Could you write out the lines below exactly, beginning with the first and finishing with the one that contains "force over all"?

Collected data:
# # # # #

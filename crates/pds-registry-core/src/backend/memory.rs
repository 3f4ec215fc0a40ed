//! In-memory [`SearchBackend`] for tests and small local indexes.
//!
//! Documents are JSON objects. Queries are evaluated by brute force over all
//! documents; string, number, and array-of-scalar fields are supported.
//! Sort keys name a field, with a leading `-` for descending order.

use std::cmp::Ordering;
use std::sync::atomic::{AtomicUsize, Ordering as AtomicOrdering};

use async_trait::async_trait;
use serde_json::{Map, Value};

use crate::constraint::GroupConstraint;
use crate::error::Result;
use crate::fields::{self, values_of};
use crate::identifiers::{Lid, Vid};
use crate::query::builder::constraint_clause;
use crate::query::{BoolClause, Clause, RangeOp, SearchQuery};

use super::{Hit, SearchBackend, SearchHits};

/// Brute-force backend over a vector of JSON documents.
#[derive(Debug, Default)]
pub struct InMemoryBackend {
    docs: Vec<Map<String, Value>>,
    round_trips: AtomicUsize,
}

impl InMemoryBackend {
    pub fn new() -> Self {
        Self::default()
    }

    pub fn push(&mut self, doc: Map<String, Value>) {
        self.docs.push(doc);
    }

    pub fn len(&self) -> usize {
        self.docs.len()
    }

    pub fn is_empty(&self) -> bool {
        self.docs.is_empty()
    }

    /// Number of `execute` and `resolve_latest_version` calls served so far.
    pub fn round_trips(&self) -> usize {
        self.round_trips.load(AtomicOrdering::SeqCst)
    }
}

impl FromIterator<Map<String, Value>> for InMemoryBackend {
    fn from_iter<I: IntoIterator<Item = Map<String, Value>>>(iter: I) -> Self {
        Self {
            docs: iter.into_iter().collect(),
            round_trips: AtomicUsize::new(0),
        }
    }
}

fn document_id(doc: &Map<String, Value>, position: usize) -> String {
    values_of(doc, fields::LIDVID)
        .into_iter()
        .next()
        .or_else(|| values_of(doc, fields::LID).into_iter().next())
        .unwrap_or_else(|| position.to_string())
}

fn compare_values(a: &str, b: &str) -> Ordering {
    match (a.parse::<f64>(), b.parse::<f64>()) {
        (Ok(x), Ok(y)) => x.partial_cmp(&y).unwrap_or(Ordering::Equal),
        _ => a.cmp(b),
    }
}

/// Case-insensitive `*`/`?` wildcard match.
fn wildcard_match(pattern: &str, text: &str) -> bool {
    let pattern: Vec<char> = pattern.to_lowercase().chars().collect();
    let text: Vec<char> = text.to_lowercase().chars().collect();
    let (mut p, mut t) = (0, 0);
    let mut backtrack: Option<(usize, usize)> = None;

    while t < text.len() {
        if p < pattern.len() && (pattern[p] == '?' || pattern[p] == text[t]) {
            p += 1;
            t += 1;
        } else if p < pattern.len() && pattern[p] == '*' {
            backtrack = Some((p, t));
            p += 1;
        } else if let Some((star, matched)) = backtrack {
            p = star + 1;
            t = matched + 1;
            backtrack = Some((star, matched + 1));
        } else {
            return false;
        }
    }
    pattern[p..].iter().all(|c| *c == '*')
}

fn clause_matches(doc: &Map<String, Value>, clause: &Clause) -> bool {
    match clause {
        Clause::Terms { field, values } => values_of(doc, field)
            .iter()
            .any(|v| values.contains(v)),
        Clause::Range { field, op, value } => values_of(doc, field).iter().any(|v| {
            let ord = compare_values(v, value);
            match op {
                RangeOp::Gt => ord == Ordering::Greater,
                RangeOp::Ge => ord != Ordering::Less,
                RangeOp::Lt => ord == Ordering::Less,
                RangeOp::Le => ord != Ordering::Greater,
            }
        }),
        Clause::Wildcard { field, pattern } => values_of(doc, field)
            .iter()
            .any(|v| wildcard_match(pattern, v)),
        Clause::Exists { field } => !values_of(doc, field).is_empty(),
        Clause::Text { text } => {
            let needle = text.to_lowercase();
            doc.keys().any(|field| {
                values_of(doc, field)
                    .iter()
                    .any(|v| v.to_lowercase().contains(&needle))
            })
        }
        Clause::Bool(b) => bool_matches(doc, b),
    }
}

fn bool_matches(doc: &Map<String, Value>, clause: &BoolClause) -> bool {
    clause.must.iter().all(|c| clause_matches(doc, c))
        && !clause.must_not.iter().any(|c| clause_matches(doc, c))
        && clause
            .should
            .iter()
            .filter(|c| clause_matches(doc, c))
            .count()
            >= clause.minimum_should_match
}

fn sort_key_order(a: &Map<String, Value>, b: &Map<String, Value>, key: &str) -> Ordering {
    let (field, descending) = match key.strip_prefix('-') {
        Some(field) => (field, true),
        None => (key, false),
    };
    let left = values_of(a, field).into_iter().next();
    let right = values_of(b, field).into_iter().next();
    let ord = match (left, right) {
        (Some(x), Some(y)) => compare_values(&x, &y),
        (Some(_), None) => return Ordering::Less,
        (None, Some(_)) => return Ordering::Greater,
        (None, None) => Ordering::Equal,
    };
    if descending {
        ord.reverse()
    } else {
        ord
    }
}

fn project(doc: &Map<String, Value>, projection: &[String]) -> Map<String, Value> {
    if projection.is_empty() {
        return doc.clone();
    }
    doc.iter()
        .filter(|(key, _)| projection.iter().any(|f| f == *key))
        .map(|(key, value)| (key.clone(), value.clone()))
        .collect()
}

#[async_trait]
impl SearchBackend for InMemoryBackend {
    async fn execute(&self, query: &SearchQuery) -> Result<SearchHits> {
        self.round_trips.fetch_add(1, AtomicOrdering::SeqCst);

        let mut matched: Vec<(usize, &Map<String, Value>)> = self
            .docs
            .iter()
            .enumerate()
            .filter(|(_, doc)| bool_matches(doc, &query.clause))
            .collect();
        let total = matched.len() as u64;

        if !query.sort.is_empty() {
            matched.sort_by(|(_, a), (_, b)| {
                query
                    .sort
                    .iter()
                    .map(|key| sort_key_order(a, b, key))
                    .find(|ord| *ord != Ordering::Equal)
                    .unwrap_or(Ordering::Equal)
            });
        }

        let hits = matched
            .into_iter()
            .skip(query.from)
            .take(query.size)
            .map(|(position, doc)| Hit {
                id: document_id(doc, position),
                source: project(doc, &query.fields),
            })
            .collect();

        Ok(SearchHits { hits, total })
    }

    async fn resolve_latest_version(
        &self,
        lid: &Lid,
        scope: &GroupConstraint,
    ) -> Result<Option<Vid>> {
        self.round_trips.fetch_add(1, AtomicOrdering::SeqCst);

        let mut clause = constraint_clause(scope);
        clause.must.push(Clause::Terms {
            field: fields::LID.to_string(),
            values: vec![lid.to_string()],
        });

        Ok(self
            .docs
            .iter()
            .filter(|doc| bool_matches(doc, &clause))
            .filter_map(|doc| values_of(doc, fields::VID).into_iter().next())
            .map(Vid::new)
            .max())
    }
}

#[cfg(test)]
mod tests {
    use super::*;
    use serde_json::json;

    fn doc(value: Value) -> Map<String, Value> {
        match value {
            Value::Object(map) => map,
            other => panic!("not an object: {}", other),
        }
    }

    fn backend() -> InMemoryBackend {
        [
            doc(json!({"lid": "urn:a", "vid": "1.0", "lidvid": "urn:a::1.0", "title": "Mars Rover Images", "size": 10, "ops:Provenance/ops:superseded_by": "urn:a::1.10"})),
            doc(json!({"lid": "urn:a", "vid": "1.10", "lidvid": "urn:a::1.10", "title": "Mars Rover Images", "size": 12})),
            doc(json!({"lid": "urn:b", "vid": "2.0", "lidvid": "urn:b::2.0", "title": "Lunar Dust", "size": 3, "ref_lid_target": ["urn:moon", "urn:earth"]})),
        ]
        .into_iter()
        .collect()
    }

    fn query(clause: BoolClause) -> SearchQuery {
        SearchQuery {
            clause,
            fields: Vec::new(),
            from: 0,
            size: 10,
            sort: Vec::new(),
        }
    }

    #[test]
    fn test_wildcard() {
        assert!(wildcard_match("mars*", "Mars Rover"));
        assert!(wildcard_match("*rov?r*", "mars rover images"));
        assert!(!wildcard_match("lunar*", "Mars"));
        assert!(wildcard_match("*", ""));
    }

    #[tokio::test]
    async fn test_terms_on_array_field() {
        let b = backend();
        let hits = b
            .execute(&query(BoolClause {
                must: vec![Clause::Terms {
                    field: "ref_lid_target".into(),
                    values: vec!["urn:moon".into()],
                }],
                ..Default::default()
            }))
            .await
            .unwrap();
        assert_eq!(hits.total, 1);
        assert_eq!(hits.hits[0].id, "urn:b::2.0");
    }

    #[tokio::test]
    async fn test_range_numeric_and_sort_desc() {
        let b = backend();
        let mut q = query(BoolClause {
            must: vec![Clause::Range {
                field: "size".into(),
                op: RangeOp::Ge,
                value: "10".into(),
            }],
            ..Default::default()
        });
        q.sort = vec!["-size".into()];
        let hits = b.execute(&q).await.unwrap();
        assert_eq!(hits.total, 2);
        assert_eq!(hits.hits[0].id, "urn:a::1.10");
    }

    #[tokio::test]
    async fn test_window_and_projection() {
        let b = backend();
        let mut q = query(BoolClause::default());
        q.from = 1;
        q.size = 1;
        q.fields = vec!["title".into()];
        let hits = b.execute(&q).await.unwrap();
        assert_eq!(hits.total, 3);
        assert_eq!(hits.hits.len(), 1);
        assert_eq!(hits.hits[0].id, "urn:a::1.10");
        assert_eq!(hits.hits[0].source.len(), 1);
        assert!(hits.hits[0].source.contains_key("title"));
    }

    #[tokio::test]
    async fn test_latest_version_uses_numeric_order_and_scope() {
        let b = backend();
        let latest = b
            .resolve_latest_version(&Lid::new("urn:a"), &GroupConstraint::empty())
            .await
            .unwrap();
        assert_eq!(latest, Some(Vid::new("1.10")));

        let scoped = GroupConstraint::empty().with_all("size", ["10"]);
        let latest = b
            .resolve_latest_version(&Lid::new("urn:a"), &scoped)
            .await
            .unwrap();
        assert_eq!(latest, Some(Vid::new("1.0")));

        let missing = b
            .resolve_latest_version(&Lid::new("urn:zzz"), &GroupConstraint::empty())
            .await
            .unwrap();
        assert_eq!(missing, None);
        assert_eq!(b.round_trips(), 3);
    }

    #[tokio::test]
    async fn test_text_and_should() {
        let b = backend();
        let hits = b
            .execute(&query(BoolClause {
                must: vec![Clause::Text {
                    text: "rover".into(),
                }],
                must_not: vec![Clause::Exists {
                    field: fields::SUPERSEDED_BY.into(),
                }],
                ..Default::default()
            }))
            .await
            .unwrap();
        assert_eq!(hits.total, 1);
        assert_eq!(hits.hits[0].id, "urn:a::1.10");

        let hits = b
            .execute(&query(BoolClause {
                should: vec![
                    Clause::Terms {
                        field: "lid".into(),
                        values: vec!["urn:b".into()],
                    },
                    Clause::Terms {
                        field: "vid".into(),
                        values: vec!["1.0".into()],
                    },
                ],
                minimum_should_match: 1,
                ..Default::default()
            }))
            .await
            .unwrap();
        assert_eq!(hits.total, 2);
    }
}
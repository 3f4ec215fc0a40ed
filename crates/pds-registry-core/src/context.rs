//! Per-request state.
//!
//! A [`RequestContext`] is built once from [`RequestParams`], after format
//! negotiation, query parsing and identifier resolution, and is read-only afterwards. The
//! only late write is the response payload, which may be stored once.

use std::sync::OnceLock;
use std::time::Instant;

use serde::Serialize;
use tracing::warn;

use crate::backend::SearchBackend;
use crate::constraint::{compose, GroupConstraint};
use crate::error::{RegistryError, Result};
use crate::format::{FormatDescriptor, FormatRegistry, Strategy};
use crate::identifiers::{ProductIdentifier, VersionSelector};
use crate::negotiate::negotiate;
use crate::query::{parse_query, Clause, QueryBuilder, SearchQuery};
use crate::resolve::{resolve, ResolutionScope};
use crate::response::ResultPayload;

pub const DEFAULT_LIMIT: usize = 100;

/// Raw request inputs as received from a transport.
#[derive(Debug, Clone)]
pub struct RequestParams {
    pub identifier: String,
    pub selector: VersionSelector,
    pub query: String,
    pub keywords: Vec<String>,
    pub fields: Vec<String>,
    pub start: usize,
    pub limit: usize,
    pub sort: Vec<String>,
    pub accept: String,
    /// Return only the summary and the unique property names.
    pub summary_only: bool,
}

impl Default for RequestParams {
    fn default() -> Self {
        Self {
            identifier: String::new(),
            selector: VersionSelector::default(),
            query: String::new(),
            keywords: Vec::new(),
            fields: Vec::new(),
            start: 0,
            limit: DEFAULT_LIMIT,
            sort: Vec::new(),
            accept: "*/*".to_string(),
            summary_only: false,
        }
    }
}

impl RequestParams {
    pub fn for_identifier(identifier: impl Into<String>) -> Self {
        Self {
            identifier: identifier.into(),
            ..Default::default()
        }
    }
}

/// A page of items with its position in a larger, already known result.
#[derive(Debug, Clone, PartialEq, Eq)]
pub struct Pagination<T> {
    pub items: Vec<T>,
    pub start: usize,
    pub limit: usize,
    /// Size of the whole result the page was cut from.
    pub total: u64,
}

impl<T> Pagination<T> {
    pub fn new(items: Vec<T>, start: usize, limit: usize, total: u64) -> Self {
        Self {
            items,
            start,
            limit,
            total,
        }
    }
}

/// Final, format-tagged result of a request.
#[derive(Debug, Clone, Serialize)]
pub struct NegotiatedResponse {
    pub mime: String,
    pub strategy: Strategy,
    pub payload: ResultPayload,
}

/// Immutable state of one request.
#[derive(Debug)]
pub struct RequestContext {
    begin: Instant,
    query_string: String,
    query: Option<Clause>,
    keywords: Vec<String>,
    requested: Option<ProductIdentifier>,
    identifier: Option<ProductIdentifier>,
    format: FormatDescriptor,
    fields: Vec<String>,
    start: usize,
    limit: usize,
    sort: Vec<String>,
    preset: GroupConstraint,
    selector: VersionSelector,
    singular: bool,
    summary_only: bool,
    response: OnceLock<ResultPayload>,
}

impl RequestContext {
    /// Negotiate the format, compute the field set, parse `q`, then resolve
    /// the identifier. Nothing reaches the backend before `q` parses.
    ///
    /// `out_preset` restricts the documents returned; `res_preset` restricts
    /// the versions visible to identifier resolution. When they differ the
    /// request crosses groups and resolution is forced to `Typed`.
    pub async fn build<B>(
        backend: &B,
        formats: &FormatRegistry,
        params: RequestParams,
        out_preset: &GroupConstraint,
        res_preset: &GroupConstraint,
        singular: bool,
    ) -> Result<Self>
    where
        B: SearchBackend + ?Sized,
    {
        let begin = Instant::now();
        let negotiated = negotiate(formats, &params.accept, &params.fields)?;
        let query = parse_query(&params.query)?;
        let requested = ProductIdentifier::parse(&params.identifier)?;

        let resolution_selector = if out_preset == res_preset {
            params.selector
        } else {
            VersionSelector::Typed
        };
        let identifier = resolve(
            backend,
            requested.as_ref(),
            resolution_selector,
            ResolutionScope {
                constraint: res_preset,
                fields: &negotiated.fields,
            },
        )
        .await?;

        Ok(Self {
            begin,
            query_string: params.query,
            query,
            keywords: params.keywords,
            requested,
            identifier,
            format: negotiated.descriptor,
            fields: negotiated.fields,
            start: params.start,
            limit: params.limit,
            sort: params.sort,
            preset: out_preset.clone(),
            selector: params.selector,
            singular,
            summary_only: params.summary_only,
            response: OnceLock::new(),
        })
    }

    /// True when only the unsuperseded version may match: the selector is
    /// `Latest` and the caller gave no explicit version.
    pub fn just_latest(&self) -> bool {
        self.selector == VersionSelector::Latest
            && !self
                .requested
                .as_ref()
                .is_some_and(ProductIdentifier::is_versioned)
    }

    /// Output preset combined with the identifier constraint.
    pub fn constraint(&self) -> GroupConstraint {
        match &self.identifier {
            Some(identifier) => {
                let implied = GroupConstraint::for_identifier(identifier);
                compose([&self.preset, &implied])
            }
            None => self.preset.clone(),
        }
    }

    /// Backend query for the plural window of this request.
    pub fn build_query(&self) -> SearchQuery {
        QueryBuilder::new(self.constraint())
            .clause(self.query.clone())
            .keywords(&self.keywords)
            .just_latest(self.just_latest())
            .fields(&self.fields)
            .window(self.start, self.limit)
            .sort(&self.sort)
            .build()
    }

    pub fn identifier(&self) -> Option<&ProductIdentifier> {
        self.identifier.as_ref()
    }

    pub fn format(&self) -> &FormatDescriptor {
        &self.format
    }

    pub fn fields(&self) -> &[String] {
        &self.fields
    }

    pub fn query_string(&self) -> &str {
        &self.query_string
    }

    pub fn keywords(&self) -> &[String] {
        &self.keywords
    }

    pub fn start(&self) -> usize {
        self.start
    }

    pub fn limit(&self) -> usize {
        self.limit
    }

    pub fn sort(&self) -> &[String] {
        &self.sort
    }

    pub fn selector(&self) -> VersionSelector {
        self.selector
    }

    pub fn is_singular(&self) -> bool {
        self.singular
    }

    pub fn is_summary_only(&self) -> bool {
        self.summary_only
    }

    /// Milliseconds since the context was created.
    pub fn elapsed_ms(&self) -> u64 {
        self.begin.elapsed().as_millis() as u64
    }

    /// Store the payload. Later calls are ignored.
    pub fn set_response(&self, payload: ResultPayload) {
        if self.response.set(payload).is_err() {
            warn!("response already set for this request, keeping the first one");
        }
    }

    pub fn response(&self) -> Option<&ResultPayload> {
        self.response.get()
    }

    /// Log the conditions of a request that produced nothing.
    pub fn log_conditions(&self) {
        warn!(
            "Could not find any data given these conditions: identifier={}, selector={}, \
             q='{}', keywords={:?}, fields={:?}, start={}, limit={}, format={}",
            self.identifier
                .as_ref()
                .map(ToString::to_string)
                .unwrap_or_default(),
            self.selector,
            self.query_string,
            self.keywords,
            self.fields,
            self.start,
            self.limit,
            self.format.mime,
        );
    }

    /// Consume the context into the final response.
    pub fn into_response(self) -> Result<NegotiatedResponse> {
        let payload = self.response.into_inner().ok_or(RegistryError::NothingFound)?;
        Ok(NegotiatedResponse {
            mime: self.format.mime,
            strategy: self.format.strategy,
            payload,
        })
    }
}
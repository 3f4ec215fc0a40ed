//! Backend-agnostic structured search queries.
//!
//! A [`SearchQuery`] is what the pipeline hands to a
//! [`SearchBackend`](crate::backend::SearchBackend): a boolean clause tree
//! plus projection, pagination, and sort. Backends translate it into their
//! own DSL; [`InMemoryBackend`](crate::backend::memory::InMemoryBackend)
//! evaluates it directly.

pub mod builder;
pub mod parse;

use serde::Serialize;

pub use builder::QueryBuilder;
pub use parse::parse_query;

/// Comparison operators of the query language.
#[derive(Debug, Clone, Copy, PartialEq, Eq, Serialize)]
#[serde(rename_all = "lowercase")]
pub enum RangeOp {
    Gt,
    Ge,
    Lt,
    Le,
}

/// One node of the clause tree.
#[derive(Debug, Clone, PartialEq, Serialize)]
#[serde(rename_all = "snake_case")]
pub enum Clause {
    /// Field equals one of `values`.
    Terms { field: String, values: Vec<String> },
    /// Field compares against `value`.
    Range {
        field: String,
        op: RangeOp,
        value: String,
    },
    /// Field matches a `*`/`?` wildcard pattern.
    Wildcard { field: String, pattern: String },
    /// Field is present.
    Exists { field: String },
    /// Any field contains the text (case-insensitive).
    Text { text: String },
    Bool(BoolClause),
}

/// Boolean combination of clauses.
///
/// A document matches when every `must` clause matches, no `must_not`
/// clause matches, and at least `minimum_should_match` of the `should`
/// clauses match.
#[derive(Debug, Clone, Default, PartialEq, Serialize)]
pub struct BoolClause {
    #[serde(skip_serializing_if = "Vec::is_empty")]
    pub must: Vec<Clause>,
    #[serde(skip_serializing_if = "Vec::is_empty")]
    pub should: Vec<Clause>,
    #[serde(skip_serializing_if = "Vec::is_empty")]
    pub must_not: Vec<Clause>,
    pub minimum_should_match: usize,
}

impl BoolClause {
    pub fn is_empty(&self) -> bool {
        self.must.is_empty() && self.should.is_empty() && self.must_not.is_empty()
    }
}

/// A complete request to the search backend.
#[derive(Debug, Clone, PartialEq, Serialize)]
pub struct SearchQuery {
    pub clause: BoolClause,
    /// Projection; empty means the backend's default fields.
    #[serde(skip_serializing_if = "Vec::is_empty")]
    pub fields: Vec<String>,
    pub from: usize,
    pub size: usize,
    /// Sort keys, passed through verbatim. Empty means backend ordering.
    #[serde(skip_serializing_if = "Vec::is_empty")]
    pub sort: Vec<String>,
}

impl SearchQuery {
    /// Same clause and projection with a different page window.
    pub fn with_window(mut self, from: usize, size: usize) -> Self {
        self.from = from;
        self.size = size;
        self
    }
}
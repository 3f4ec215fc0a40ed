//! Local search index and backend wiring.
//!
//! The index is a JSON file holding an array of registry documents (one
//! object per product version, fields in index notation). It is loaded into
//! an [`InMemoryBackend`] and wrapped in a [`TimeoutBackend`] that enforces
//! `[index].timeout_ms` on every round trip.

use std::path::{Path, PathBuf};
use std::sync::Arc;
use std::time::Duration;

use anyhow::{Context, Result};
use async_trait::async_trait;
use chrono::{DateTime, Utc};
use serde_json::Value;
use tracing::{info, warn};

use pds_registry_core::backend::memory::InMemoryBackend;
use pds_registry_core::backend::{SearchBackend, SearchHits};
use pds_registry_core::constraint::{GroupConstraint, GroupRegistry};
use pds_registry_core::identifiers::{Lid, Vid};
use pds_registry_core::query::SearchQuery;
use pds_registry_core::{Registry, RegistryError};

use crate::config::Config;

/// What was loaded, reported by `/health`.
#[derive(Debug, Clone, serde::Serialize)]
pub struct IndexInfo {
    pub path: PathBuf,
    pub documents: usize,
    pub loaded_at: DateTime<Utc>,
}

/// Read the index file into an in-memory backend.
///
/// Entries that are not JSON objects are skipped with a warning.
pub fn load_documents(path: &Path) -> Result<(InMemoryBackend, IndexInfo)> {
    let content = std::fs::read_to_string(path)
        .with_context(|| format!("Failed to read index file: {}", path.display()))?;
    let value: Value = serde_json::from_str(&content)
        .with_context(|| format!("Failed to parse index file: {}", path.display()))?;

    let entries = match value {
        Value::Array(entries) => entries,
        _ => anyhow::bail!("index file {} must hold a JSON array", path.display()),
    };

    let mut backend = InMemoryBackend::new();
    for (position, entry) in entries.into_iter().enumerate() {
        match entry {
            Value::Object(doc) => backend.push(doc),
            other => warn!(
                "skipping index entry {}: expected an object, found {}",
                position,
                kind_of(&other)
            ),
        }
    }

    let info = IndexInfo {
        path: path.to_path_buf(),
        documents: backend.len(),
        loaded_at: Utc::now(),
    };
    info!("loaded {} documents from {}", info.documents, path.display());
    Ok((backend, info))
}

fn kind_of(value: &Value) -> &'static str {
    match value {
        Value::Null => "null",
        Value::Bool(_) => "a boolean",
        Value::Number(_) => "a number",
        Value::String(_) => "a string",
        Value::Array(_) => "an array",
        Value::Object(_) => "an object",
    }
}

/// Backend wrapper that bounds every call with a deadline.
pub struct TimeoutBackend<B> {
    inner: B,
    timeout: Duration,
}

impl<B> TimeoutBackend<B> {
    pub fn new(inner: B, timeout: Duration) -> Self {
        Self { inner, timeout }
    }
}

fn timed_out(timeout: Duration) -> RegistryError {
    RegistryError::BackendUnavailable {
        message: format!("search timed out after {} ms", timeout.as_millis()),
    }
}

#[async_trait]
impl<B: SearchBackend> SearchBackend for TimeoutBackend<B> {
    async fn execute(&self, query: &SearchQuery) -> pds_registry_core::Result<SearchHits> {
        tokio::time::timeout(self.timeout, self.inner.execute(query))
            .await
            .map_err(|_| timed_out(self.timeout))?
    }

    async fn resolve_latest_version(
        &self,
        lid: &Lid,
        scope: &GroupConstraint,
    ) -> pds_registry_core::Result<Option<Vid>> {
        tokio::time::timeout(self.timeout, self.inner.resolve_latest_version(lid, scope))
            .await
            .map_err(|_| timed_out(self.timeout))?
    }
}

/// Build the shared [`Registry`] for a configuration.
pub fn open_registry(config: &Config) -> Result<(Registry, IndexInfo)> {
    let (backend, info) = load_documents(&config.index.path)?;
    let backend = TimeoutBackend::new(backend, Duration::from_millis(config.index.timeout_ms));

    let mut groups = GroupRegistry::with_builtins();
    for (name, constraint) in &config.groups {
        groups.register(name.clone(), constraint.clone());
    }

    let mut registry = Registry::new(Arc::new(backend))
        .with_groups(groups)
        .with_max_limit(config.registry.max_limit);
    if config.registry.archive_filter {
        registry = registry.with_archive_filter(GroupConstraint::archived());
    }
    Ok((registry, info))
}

# # # # #

• **Result for this exercise**
filename crates/pds-registry-core/src/backend/memory.rs
repository 3f4ec215fc0a40ed
//! In-memory [`SearchBackend`] for tests and small local indexes.
//!
//! Documents are JSON objects. Queries are evaluated by brute force over all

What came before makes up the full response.